Pas de pitié pour les...

Grande angoisse que la mienne au moment où les lumières se sont éteintes dans la salle de projection... Amateur de la BD originelle, salivant d'avance devant les images des différents bandes-annonces, le risque était grand d'une déception severe à la fin de la projection...
Et bien je vais pouvoir pousser un ouf de soulagement...
Premier constat: l'exercice de style est indiscutablement réussi. Certaines images sont des copies parfaites de cases de la BD, et le reste du film est une réussite esthétique, chaque image s'imposant comme un tableau vivant, dont les influences vont de Gericault à Poussin en passant par les peintures laquées sur coquilles d'oeufs asiatiques. Bref, un ébahissement visuel, qui rend grâce au travail du clairvoyant graphiste Miller, déjà responsable de Sin City. On devrait toujours imposer l'artiste en tant que producteur exécutif, cela garantirait que rien ne se ferait sans son tampon.
Le seul bémol, pour ce qui me concerne, est une utilisation un peu abusive du ralenti/acceleré. Cette technique a le mérite, en terme de narration, de suspendre la respiration du spectateur, qui devient alors attentif à l'image figée, avant de lui permettre de respirer dans le feu de l'action, nous mettant quelque part dans la peau même des spartiates. Mais l'emploi abusif le rend finalement un peu trop facile. Dommage.
Deuxieme constat: le scénario, on s'en doute, ne casse pas des briques. Il s'agit tout simplement de la bataille des Thermopyles, un peu romancée puisque 300 spartiates sont supposés tenir le défilé des Thermopyles (traduit en anglais par Hot Gates...) contre un million de perses. Zack Snyder essaie d'y ajouter une espèce de dimension politique, mais à mon sens ca ne s'imposait pas car d'une part ce n'est pas ce que le spectateur va y chercher, je pense, et d'autre part cette partie est ratée, beaucoup trop évidente, un peu estampillée "la politique pour les nuls".
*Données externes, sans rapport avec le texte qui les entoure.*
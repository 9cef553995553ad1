//! Fixed-rate sample clock.
//!
//! Motion sensors report on their own schedules: the accelerometer and gyroscope fire
//! independently, at best-effort rates, with jitter. [`SampleClock`] turns that irregular
//! stream into a uniform one by rate-gating commits on elapsed event time.
//!
//! Every event overwrites the last-known reading for its sensor. Whenever at least one
//! sampling interval has passed since the previous commit (or nothing has been committed
//! yet), the current last-known readings of *all* sensors are concatenated into a
//! [`Sample`]. A sensor that has not fired recently contributes its stale value; one that
//! has never fired contributes zeros.
//!
//! The clock is a pure synchronous transform: no I/O, no locking, no heap allocation.

use crate::sensor::{LastKnown, Sample, SensorEvent};

/// Default commit rate in Hz.
pub const DEFAULT_RATE_HZ: f64 = 60.0;

/// Sampling interval in nanoseconds for a target rate, `round(1e9 / rate_hz)`.
///
/// `rate_hz` must be positive and finite; configuration validation guarantees this for
/// clocks built from [`Settings`](crate::config::Settings).
pub fn sampling_interval_ns(rate_hz: f64) -> i64 {
    (1e9 / rate_hz).round() as i64
}

/// Rate-gates an irregular multi-sensor event stream into fixed-rate samples.
#[derive(Debug, Clone)]
pub struct SampleClock {
    interval_ns: i64,
    last: LastKnown,
    last_commit_ns: Option<i64>,
    commits: u64,
}

impl SampleClock {
    /// Create a clock committing at `rate_hz`.
    pub fn new(rate_hz: f64) -> Self {
        Self::with_interval_ns(sampling_interval_ns(rate_hz))
    }

    /// Create a clock with an explicit interval.
    pub fn with_interval_ns(interval_ns: i64) -> Self {
        Self {
            interval_ns,
            last: LastKnown::default(),
            last_commit_ns: None,
            commits: 0,
        }
    }

    /// Interval between commits in nanoseconds.
    pub fn interval_ns(&self) -> i64 {
        self.interval_ns
    }

    /// Number of samples committed since construction or the last [`reset`](Self::reset).
    pub fn commits(&self) -> u64 {
        self.commits
    }

    /// Record an event and commit a sample if the interval has elapsed.
    ///
    /// The first event after construction or reset always commits.
    pub fn observe(&mut self, event: &SensorEvent) -> Option<Sample> {
        self.last.update(event.kind, event.values);

        let now = event.timestamp_ns;
        let due = match self.last_commit_ns {
            None => true,
            Some(prev) => now.saturating_sub(prev) >= self.interval_ns,
        };
        if !due {
            return None;
        }

        self.last_commit_ns = Some(now);
        self.commits += 1;
        Some(self.last.to_sample())
    }

    /// Forget all readings and the commit time.
    pub fn reset(&mut self) {
        self.last = LastKnown::default();
        self.last_commit_ns = None;
        self.commits = 0;
    }
}

impl Default for SampleClock {
    fn default() -> Self {
        Self::new(DEFAULT_RATE_HZ)
    }
}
Troisième point, l'action proprement dite: sur ce point, rien à redire. Le film a eu le bon gout de prendre en considération les vraies méthodes des phalanges spartiates (que je ne trahirai pas pour ceux qui seraient désireux de le voir). Qui plus est, le film est tout entier dévoué à ce déluge de fer, de feu et de sang, baigné dans une atmosphére de fureur, et on a l'impression que chaque technicien, directeur photo ou musiciens, ont tous eu la volonté de sublimer la violence de ces combats et l'intensité éléctrique de la confrontation. Entendons-nous bien: le film ne fait pas de la violence une fin, mais bien un moyen d'expression presque artistique.
Une note d'ailleurs pour la musique, qui sied admirablement au film, mélange de sonorités orientales et de rythmes martiaux, une réussite à l'intérieur même du film.
Enfin, mention spéciale à Gerard Butler, qui incarne le roi spartiate Leonidas, qui porte à lui seul le film sur ses épaules. Le risque était grand de le voir camper un psychopathe fini, et pourtant certaines scénes lui permettent de donner une densité à son personnage, tout en étant impeccable en chef d'armée furieux, presque possédé.
Bref, un film qui, s'il ne plaira pas à tous, de par notamment sa violence, reste une petite merveille esthétique, et une réussite globale réjouissante au possible.
Prochaine étape d'adaptation de Frank Miller, Batman Dark Knight, et il semble que ce soit dans les pistons. Impatience!